Desde sus orígenes, el islam ha promovido el conocimiento como una forma de adoración. Las primeras bibliotecas islámicas no solo conservaron libros, sino que fueron centros vivos de investigación, traducción y reflexión. En ciudades como Bagdad, El Cairo, Córdoba o Fez, florecieron espacios donde el saber era valorado como un tesoro sagrado.
La Bayt al-Hikma (Casa de la Sabiduría) en Bagdad, fundada en el siglo IX, es uno de los ejemplos más emblemáticos. Allí se tradujeron al árabe importantes obras griegas, persas e indias. Matemáticos, filósofos, astrónomos y médicos trabajaban codo a codo, compartiendo ideas sin importar su origen religioso. Fue un verdadero faro intelectual del mundo.
En Al-Ándalus, bibliotecas como la de Córdoba llegaron a tener cientos de miles de volúmenes, cuando en Europa muchas ciudades apenas tenían una. Los califas, visires y sabios andalusíes consideraban que apoyar el conocimiento era un deber de gobierno. Esta pasión por los libros generó un ambiente de convivencia intelectual y creatividad científica.
Hoy en día, el espíritu de estas bibliotecas sigue vivo. En Turquía, Marruecos y Egipto, bibliotecas históricas están siendo restauradas para uso moderno. Además, muchas comunidades musulmanas han creado bibliotecas digitales para difundir el conocimiento islámico a nivel global. Esta fusión entre tradición y tecnología garantiza el acceso al saber en el siglo XXI.
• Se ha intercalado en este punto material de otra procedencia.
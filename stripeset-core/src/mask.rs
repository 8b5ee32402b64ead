//! Node bitmasks
//!
//! Every node of an erasure set is addressed by its index (0..64). Sets of
//! nodes (requested, eligible, remaining, good, bad, live) are `NodeMask`
//! values, one bit per node.

use serde::{Deserialize, Serialize};
use std::fmt;
use std::ops::{BitAnd, BitAndAssign, BitOr, BitOrAssign, BitXorAssign, Not};

/// Maximum number of nodes in an erasure set
pub const MAX_NODES: usize = 64;

#[derive(Clone, Copy, Default, PartialEq, Eq, Hash, Serialize, Deserialize)]
#[serde(transparent)]
pub struct NodeMask(u64);

impl NodeMask {
    pub const EMPTY: NodeMask = NodeMask(0);
    pub const FULL: NodeMask = NodeMask(u64::MAX);

    pub const fn from_bits(bits: u64) -> Self {
        NodeMask(bits)
    }

    /// Mask with the first `nodes` bits set
    pub const fn first(nodes: usize) -> Self {
        if nodes >= MAX_NODES {
            NodeMask(u64::MAX)
        } else {
            NodeMask((1u64 << nodes) - 1)
        }
    }

    pub const fn single(node: usize) -> Self {
        NodeMask(1u64 << node)
    }

    pub fn from_nodes<I: IntoIterator<Item = usize>>(nodes: I) -> Self {
        nodes
            .into_iter()
            .filter(|&n| n < MAX_NODES)
            .fold(NodeMask::EMPTY, |acc, n| acc | NodeMask::single(n))
    }

    pub const fn bits(self) -> u64 {
        self.0
    }

    pub const fn count(self) -> u32 {
        self.0.count_ones()
    }

    pub const fn is_empty(self) -> bool {
        self.0 == 0
    }

    pub fn contains(self, node: usize) -> bool {
        node < MAX_NODES && (self.0 >> node) & 1 == 1
    }

    /// True when every node of `other` is also in `self`
    pub fn is_superset(self, other: NodeMask) -> bool {
        other.0 & !self.0 == 0
    }

    pub fn insert(&mut self, node: usize) {
        if node < MAX_NODES {
            self.0 |= 1u64 << node;
        }
    }

    pub fn remove(&mut self, node: usize) {
        if node < MAX_NODES {
            self.0 &= !(1u64 << node);
        }
    }

    /// Node indices in ascending order
    pub fn iter(self) -> impl Iterator<Item = usize> {
        let bits = self.0;
        (0..MAX_NODES).filter(move |&n| (bits >> n) & 1 == 1)
    }

    /// First member at or after `start`, scanning cyclically over `nodes`
    /// positions.
    pub fn next_from(self, start: usize, nodes: usize) -> Option<usize> {
        if nodes == 0 {
            return None;
        }
        (0..nodes)
            .map(|offset| (start + offset) % nodes)
            .find(|&n| self.contains(n))
    }
}

impl BitAnd for NodeMask {
    type Output = NodeMask;
    fn bitand(self, rhs: NodeMask) -> NodeMask {
        NodeMask(self.0 & rhs.0)
    }
}

impl BitOr for NodeMask {
    type Output = NodeMask;
    fn bitor(self, rhs: NodeMask) -> NodeMask {
        NodeMask(self.0 | rhs.0)
    }
}

impl Not for NodeMask {
    type Output = NodeMask;
    fn not(self) -> NodeMask {
        NodeMask(!self.0)
    }
}

impl BitAndAssign for NodeMask {
    fn bitand_assign(&mut self, rhs: NodeMask) {
        self.0 &= rhs.0;
    }
}

impl BitOrAssign for NodeMask {
    fn bitor_assign(&mut self, rhs: NodeMask) {
        self.0 |= rhs.0;
    }
}

impl BitXorAssign for NodeMask {
    fn bitxor_assign(&mut self, rhs: NodeMask) {
        self.0 ^= rhs.0;
    }
}

impl fmt::Debug for NodeMask {
    fn fmt(&self, f: &mut fmt::Formatter<'_>) -> fmt::Result {
        write!(f, "NodeMask({:#x})", self.0)
    }
}

impl fmt::Display for NodeMask {
    fn fmt(&self, f: &mut fmt::Formatter<'_>) -> fmt::Result {
        write!(f, "{:#x}", self.0)
    }
}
Reivindicar el papel de las bibliotecas en el islam es recordar que nuestra civilización se ha construido sobre la base del conocimiento. No es casualidad que la primera palabra revelada del Corán haya sido Iqra (lee). Leer, aprender y enseñar son actos de fe. Las bibliotecas, entonces, son santuarios del intelecto y guardianas del legado musulmán.